● Task requirements
Please return every line of the listing. Keep each one exact.

● Input
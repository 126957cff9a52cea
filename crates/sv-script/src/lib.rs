//! # Bitcoin SV Script
//!
//! A Bitcoin SV script interpreter. The interpreter validates that an unlocking
//! script satisfies a locking script, with or without the rules introduced by
//! the genesis upgrade.
//!
//! The execution model is a stepping engine: scripts are parsed
//! once, then executed opcode by opcode on a [`Thread`] that can be observed
//! through a [`Debugger`] and snapshotted through [`State`].

mod cache;
mod config;
mod constants;
mod debug;
mod error;
mod interpreter;
mod merkle;
mod num;
mod opcode;
mod parser;
mod sighash;
mod signature_checker;
mod stack;


use bitcoin::Script;
use bitflags::bitflags;

pub use self::cache::{SigCache, SigHashCache};
pub use self::config::Config;
pub use self::constants::*;
pub use self::debug::{CallbackDebugger, Debugger, NopDebugger};
pub use self::error::Error;
pub use self::interpreter::{
    CheckMultiSigError, CheckSigError, Condition, Engine, ExecutionParams, SignatureEncodingError,
    State, Thread,
};
pub use self::merkle::merkle_root_from_branches;
pub use self::num::{NumError, ScriptNum};
pub use self::opcode::*;
pub use self::parser::{ParsedOpcode, ParsedScript};
pub use self::sighash::{SigHashes, signature_hash, uses_fork_id_digest};
pub use self::signature_checker::{
    NoSignatureCheck, SignatureChecker, TransactionSignatureChecker,
};
pub use self::stack::{Stack, StackError, cast_to_bool};

bitflags! {
    /// Script verification flags.
    ///
    /// Each flag enables an additional rule on top of the base consensus rules.
    #[derive(Debug, Clone, Copy, PartialEq, Eq, Hash)]
    pub struct VerifyFlags: u32 {
        const NONE = 0;

        /// Evaluate P2SH subscripts (BIP16).
        const P2SH = 1 << 0;

        /// Passing a non-strict-DER signature or one with undefined hashtype to a checksig operation causes script failure.
        /// Evaluating a pubkey that is not (0x04 + 64 bytes) or (0x02 or 0x03 + 32 bytes) by checksig causes script failure.
        const STRICTENC = 1 << 1;

        /// Passing a non-strict-DER signature to a checksig operation causes script failure (BIP62 rule 1)
        const DERSIG = 1 << 2;

        /// Passing a non-strict-DER signature or one with S > order/2 to a checksig operation causes script
        /// failure (BIP62 rule 5).
        const LOW_S = 1 << 3;

        /// verify dummy stack item consumed by CHECKMULTISIG is of zero-length (BIP62 rule 7).
        const NULLDUMMY = 1 << 4;

        /// Using a non-push operator in the scriptSig causes script failure (BIP62 rule 2).
        const SIGPUSHONLY = 1 << 5;

        /// Require minimal encodings for all push operations (OP_0... OP_16, OP_1NEGATE where possible, direct
        /// pushes up to 75 bytes, OP_PUSHDATA up to 255 bytes, OP_PUSHDATA2 for anything larger). Evaluating
        /// any other push causes the script to fail (BIP62 rule 3).
        /// In addition, whenever a stack element is interpreted as a number, it must be of minimal length (BIP62 rule 4).
        const MINIMALDATA = 1 << 6;

        /// Discourage use of NOPs reserved for upgrades (NOP1-10)
        ///
        /// Provided so that nodes can avoid accepting or mining transactions
        /// containing executed NOP's whose meaning may change after a soft-fork,
        /// thus rendering the script invalid; with this flag set executing
        /// discouraged NOPs fails the script. This verification flag will never be
        /// a mandatory flag applied to scripts in a block. NOPs that are not
        /// executed, e.g.  within an unexecuted IF ENDIF block, are *not* rejected.
        const DISCOURAGE_UPGRADABLE_NOPS = 1 << 7;

        /// Require that only a single stack element remains after evaluation. This changes the success criterion from
        /// "At least one stack element must remain, and when interpreted as a boolean, it must be true" to
        /// "Exactly one stack element must remain, and when interpreted as a boolean, it must be true".
        /// (BIP62 rule 6)
        /// Note: CLEANSTACK should never be used without P2SH.
        const CLEANSTACK = 1 << 8;

        /// Verify CHECKLOCKTIMEVERIFY
        ///
        /// See BIP65 for details.
        const CHECKLOCKTIMEVERIFY = 1 << 9;

        /// support CHECKSEQUENCEVERIFY opcode
        ///
        /// See BIP112 for details
        const CHECKSEQUENCEVERIFY = 1 << 10;

        /// The argument of OP_IF/NOTIF must be exactly 0x01 or empty vector.
        const MINIMALIF = 1 << 11;

        /// Signature(s) must be empty vector if a CHECK(MULTI)SIG operation failed.
        const NULLFAIL = 1 << 12;

        /// Signatures carrying the fork id bit are hashed with the fork id
        /// algorithm, signatures without it are rejected. Implies STRICTENC.
        const SIGHASH_FORKID = 1 << 13;

        /// Every signature is hashed with the BIP143 algorithm regardless of
        /// its hash type.
        const BIP143_SIGHASH = 1 << 14;

        /// The output being spent was created after the genesis upgrade.
        const UTXO_AFTER_GENESIS = 1 << 15;

        /// Flags a relaying node applies to transactions spending post-fork outputs.
        const STANDARD = Self::P2SH.bits()
            | Self::STRICTENC.bits()
            | Self::DERSIG.bits()
            | Self::LOW_S.bits()
            | Self::NULLDUMMY.bits()
            | Self::MINIMALDATA.bits()
            | Self::DISCOURAGE_UPGRADABLE_NOPS.bits()
            | Self::CLEANSTACK.bits()
            | Self::CHECKLOCKTIMEVERIFY.bits()
            | Self::CHECKSEQUENCEVERIFY.bits()
            | Self::MINIMALIF.bits()
            | Self::NULLFAIL.bits()
            | Self::SIGHASH_FORKID.bits();
    }
}

impl VerifyFlags {
    pub fn verify_p2sh(&self) -> bool {
        self.contains(Self::P2SH)
    }

    pub fn verify_strictenc(&self) -> bool {
        self.contains(Self::STRICTENC)
    }

    pub fn verify_dersig(&self) -> bool {
        self.contains(Self::DERSIG)
    }

    pub fn verify_low_s(&self) -> bool {
        self.contains(Self::LOW_S)
    }

    pub fn verify_nulldummy(&self) -> bool {
        self.contains(Self::NULLDUMMY)
    }

    pub fn verify_sigpushonly(&self) -> bool {
        self.contains(Self::SIGPUSHONLY)
    }

    pub fn verify_minimaldata(&self) -> bool {
        self.contains(Self::MINIMALDATA)
    }

    pub fn verify_discourage_upgradable_nops(&self) -> bool {
        self.contains(Self::DISCOURAGE_UPGRADABLE_NOPS)
    }

    pub fn verify_cleanstack(&self) -> bool {
        self.contains(Self::CLEANSTACK)
    }

    pub fn verify_locktime(&self) -> bool {
        self.contains(Self::CHECKLOCKTIMEVERIFY)
    }

    pub fn verify_checksequence(&self) -> bool {
        self.contains(Self::CHECKSEQUENCEVERIFY)
    }

    pub fn verify_minimalif(&self) -> bool {
        self.contains(Self::MINIMALIF)
    }

    pub fn verify_nullfail(&self) -> bool {
        self.contains(Self::NULLFAIL)
    }

    pub fn verify_sighash_forkid(&self) -> bool {
        self.contains(Self::SIGHASH_FORKID)
    }

    pub fn verify_bip143_sighash(&self) -> bool {
        self.contains(Self::BIP143_SIGHASH)
    }

    pub fn utxo_after_genesis(&self) -> bool {
        self.contains(Self::UTXO_AFTER_GENESIS)
    }

    /// Whether signatures are checked against strict DER encoding.
    pub fn requires_strict_der(&self) -> bool {
        self.intersects(Self::DERSIG | Self::LOW_S | Self::STRICTENC)
    }
}

/// Verifies that `unlocking` satisfies `locking`.
///
/// - Ok(()): the spend is valid.
/// - Err(err): the spend is invalid, `err` names the reason.
pub fn verify_script(
    unlocking: &Script,
    locking: &Script,
    flags: VerifyFlags,
    checker: &dyn SignatureChecker,
) -> Result<(), Error> {
    Engine::new().execute(ExecutionParams {
        unlocking_script: unlocking,
        locking_script: locking,
        flags,
        checker,
    })
}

● Exercise solution
repository 126957cff9a52cea
filename crates/sv-script/src/lib.rs
//! # Bitcoin SV Script
//!
//! A Bitcoin SV script interpreter. The interpreter validates that an unlocking
//! script satisfies a locking script, with or without the rules introduced by
//! the genesis upgrade.
//!
//! The execution model is a stepping engine: scripts are parsed
//! once, then executed opcode by opcode on a [`Thread`] that can be observed
//! through a [`Debugger`] and snapshotted through [`State`].

mod cache;
mod config;
mod constants;
mod debug;
mod error;
mod interpreter;
mod merkle;
mod num;
mod opcode;
mod parser;
mod sighash;
mod signature_checker;
mod stack;


use bitcoin::Script;
use bitflags::bitflags;

pub use self::cache::{SigCache, SigHashCache};
pub use self::config::Config;
pub use self::constants::*;
pub use self::debug::{CallbackDebugger, Debugger, NopDebugger};
pub use self::error::Error;
pub use self::interpreter::{
    CheckMultiSigError, CheckSigError, Condition, Engine, ExecutionParams, SignatureEncodingError,
    State, Thread,
};
pub use self::merkle::merkle_root_from_branches;
pub use self::num::{NumError, ScriptNum};
pub use self::opcode::*;
pub use self::parser::{ParsedOpcode, ParsedScript};
pub use self::sighash::{SigHashes, signature_hash, uses_fork_id_digest};
pub use self::signature_checker::{
    NoSignatureCheck, SignatureChecker, TransactionSignatureChecker,
};
pub use self::stack::{Stack, StackError, cast_to_bool};

bitflags! {
    /// Script verification flags.
    ///
    /// Each flag enables an additional rule on top of the base consensus rules.
    #[derive(Debug, Clone, Copy, PartialEq, Eq, Hash)]
    pub struct VerifyFlags: u32 {
        const NONE = 0;

        /// Evaluate P2SH subscripts (BIP16).
        const P2SH = 1 << 0;

        /// Passing a non-strict-DER signature or one with undefined hashtype to a checksig operation causes script failure.
        /// Evaluating a pubkey that is not (0x04 + 64 bytes) or (0x02 or 0x03 + 32 bytes) by checksig causes script failure.
        const STRICTENC = 1 << 1;

        /// Passing a non-strict-DER signature to a checksig operation causes script failure (BIP62 rule 1)
        const DERSIG = 1 << 2;

        /// Passing a non-strict-DER signature or one with S > order/2 to a checksig operation causes script
        /// failure (BIP62 rule 5).
        const LOW_S = 1 << 3;

        /// verify dummy stack item consumed by CHECKMULTISIG is of zero-length (BIP62 rule 7).
        const NULLDUMMY = 1 << 4;

        /// Using a non-push operator in the scriptSig causes script failure (BIP62 rule 2).
        const SIGPUSHONLY = 1 << 5;

        /// Require minimal encodings for all push operations (OP_0... OP_16, OP_1NEGATE where possible, direct
        /// pushes up to 75 bytes, OP_PUSHDATA up to 255 bytes, OP_PUSHDATA2 for anything larger). Evaluating
        /// any other push causes the script to fail (BIP62 rule 3).
        /// In addition, whenever a stack element is interpreted as a number, it must be of minimal length (BIP62 rule 4).
        const MINIMALDATA = 1 << 6;

        /// Discourage use of NOPs reserved for upgrades (NOP1-10)
        ///
        /// Provided so that nodes can avoid accepting or mining transactions
        /// containing executed NOP's whose meaning may change after a soft-fork,
        /// thus rendering the script invalid; with this flag set executing
        /// discouraged NOPs fails the script. This verification flag will never be
        /// a mandatory flag applied to scripts in a block. NOPs that are not
        /// executed, e.g.  within an unexecuted IF ENDIF block, are *not* rejected.
        const DISCOURAGE_UPGRADABLE_NOPS = 1 << 7;

        /// Require that only a single stack element remains after evaluation. This changes the success criterion from
        /// "At least one stack element must remain, and when interpreted as a boolean, it must be true" to
        /// "Exactly one stack element must remain, and when interpreted as a boolean, it must be true".
        /// (BIP62 rule 6)
        /// Note: CLEANSTACK should never be used without P2SH.
        const CLEANSTACK = 1 << 8;

        /// Verify CHECKLOCKTIMEVERIFY
        ///
        /// See BIP65 for details.
        const CHECKLOCKTIMEVERIFY = 1 << 9;

        /// support CHECKSEQUENCEVERIFY opcode
        ///
        /// See BIP112 for details
        const CHECKSEQUENCEVERIFY = 1 << 10;

        /// The argument of OP_IF/NOTIF must be exactly 0x01 or empty vector.
        const MINIMALIF = 1 << 11;

        /// Signature(s) must be empty vector if a CHECK(MULTI)SIG operation failed.
        const NULLFAIL = 1 << 12;

        /// Signatures carrying the fork id bit are hashed with the fork id
        /// algorithm, signatures without it are rejected. Implies STRICTENC.
        const SIGHASH_FORKID = 1 << 13;

        /// Every signature is hashed with the BIP143 algorithm regardless of
        /// its hash type.
        const BIP143_SIGHASH = 1 << 14;

        /// The output being spent was created after the genesis upgrade.
        const UTXO_AFTER_GENESIS = 1 << 15;

        /// Flags a relaying node applies to transactions spending post-fork outputs.
        const STANDARD = Self::P2SH.bits()
            | Self::STRICTENC.bits()
            | Self::DERSIG.bits()
            | Self::LOW_S.bits()
            | Self::NULLDUMMY.bits()
            | Self::MINIMALDATA.bits()
            | Self::DISCOURAGE_UPGRADABLE_NOPS.bits()
            | Self::CLEANSTACK.bits()
            | Self::CHECKLOCKTIMEVERIFY.bits()
            | Self::CHECKSEQUENCEVERIFY.bits()
            | Self::MINIMALIF.bits()
            | Self::NULLFAIL.bits()
            | Self::SIGHASH_FORKID.bits();
    }
}

impl VerifyFlags {
    pub fn verify_p2sh(&self) -> bool {
        self.contains(Self::P2SH)
    }

    pub fn verify_strictenc(&self) -> bool {
        self.contains(Self::STRICTENC)
    }

    pub fn verify_dersig(&self) -> bool {
        self.contains(Self::DERSIG)
    }

    pub fn verify_low_s(&self) -> bool {
        self.contains(Self::LOW_S)
    }

    pub fn verify_nulldummy(&self) -> bool {
        self.contains(Self::NULLDUMMY)
    }

    pub fn verify_sigpushonly(&self) -> bool {
        self.contains(Self::SIGPUSHONLY)
    }

    pub fn verify_minimaldata(&self) -> bool {
        self.contains(Self::MINIMALDATA)
    }

    pub fn verify_discourage_upgradable_nops(&self) -> bool {
        self.contains(Self::DISCOURAGE_UPGRADABLE_NOPS)
    }

    pub fn verify_cleanstack(&self) -> bool {
        self.contains(Self::CLEANSTACK)
    }

    pub fn verify_locktime(&self) -> bool {
        self.contains(Self::CHECKLOCKTIMEVERIFY)
    }

    pub fn verify_checksequence(&self) -> bool {
        self.contains(Self::CHECKSEQUENCEVERIFY)
    }

    pub fn verify_minimalif(&self) -> bool {
        self.contains(Self::MINIMALIF)
    }

    pub fn verify_nullfail(&self) -> bool {
        self.contains(Self::NULLFAIL)
    }

    pub fn verify_sighash_forkid(&self) -> bool {
        self.contains(Self::SIGHASH_FORKID)
    }

    pub fn verify_bip143_sighash(&self) -> bool {
        self.contains(Self::BIP143_SIGHASH)
    }

    pub fn utxo_after_genesis(&self) -> bool {
        self.contains(Self::UTXO_AFTER_GENESIS)
    }

    /// Whether signatures are checked against strict DER encoding.
    pub fn requires_strict_der(&self) -> bool {
        self.intersects(Self::DERSIG | Self::LOW_S | Self::STRICTENC)
    }
}

/// Verifies that `unlocking` satisfies `locking`.
///
/// - Ok(()): the spend is valid.
/// - Err(err): the spend is invalid, `err` names the reason.
pub fn verify_script(
    unlocking: &Script,
    locking: &Script,
    flags: VerifyFlags,
    checker: &dyn SignatureChecker,
) -> Result<(), Error> {
    Engine::new().execute(ExecutionParams {
        unlocking_script: unlocking,
        locking_script: locking,
        flags,
        checker,
    })
}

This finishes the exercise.